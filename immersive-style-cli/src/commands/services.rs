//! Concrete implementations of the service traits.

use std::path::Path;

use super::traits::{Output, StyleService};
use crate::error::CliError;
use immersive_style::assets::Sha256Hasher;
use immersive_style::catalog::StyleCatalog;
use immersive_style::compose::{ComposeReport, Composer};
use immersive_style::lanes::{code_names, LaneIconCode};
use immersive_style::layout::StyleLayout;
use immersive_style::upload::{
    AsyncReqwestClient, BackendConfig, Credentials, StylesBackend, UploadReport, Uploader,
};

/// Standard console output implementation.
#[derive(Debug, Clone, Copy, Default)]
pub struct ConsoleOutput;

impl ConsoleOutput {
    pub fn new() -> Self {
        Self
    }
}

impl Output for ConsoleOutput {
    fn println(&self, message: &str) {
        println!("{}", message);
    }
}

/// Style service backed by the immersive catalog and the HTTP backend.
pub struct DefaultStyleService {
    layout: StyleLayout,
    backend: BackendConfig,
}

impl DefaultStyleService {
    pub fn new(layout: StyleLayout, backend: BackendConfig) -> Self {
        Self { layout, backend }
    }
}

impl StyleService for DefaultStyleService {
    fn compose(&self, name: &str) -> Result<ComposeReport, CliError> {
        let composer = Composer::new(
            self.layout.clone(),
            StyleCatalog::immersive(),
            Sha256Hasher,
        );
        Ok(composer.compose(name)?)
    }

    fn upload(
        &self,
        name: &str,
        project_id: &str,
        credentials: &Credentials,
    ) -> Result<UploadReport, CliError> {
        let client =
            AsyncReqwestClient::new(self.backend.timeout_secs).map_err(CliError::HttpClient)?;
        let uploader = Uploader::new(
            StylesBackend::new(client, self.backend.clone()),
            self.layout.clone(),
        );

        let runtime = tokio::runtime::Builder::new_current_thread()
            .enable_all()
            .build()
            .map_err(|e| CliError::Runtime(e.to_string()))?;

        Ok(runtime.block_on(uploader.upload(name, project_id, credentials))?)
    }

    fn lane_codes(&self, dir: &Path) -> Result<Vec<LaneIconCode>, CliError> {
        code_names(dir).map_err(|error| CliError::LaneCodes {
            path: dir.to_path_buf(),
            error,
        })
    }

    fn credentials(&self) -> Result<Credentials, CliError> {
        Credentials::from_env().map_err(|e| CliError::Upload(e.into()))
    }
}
==*==
◆ Brief: Could you copy out every record above exactly as it appears?

◆ Solved problem:
filename immersive-style-cli/src/commands/services.rs
//! Concrete implementations of the service traits.

use std::path::Path;

use super::traits::{Output, StyleService};
use crate::error::CliError;
use immersive_style::assets::Sha256Hasher;
use immersive_style::catalog::StyleCatalog;
use immersive_style::compose::{ComposeReport, Composer};
use immersive_style::lanes::{code_names, LaneIconCode};
use immersive_style::layout::StyleLayout;
use immersive_style::upload::{
    AsyncReqwestClient, BackendConfig, Credentials, StylesBackend, UploadReport, Uploader,
};

/// Standard console output implementation.
#[derive(Debug, Clone, Copy, Default)]
pub struct ConsoleOutput;

impl ConsoleOutput {
    pub fn new() -> Self {
        Self
    }
}

impl Output for ConsoleOutput {
    fn println(&self, message: &str) {
        println!("{}", message);
    }
}

/// Style service backed by the immersive catalog and the HTTP backend.
pub struct DefaultStyleService {
    layout: StyleLayout,
    backend: BackendConfig,
}

impl DefaultStyleService {
    pub fn new(layout: StyleLayout, backend: BackendConfig) -> Self {
        Self { layout, backend }
    }
}

impl StyleService for DefaultStyleService {
    fn compose(&self, name: &str) -> Result<ComposeReport, CliError> {
        let composer = Composer::new(
            self.layout.clone(),
            StyleCatalog::immersive(),
            Sha256Hasher,
        );
        Ok(composer.compose(name)?)
    }

    fn upload(
        &self,
        name: &str,
        project_id: &str,
        credentials: &Credentials,
    ) -> Result<UploadReport, CliError> {
        let client =
            AsyncReqwestClient::new(self.backend.timeout_secs).map_err(CliError::HttpClient)?;
        let uploader = Uploader::new(
            StylesBackend::new(client, self.backend.clone()),
            self.layout.clone(),
        );

        let runtime = tokio::runtime::Builder::new_current_thread()
            .enable_all()
            .build()
            .map_err(|e| CliError::Runtime(e.to_string()))?;

        Ok(runtime.block_on(uploader.upload(name, project_id, credentials))?)
    }

    fn lane_codes(&self, dir: &Path) -> Result<Vec<LaneIconCode>, CliError> {
        code_names(dir).map_err(|error| CliError::LaneCodes {
            path: dir.to_path_buf(),
            error,
        })
    }

    fn credentials(&self) -> Result<Credentials, CliError> {
        Credentials::from_env().map_err(|e| CliError::Upload(e.into()))
    }
}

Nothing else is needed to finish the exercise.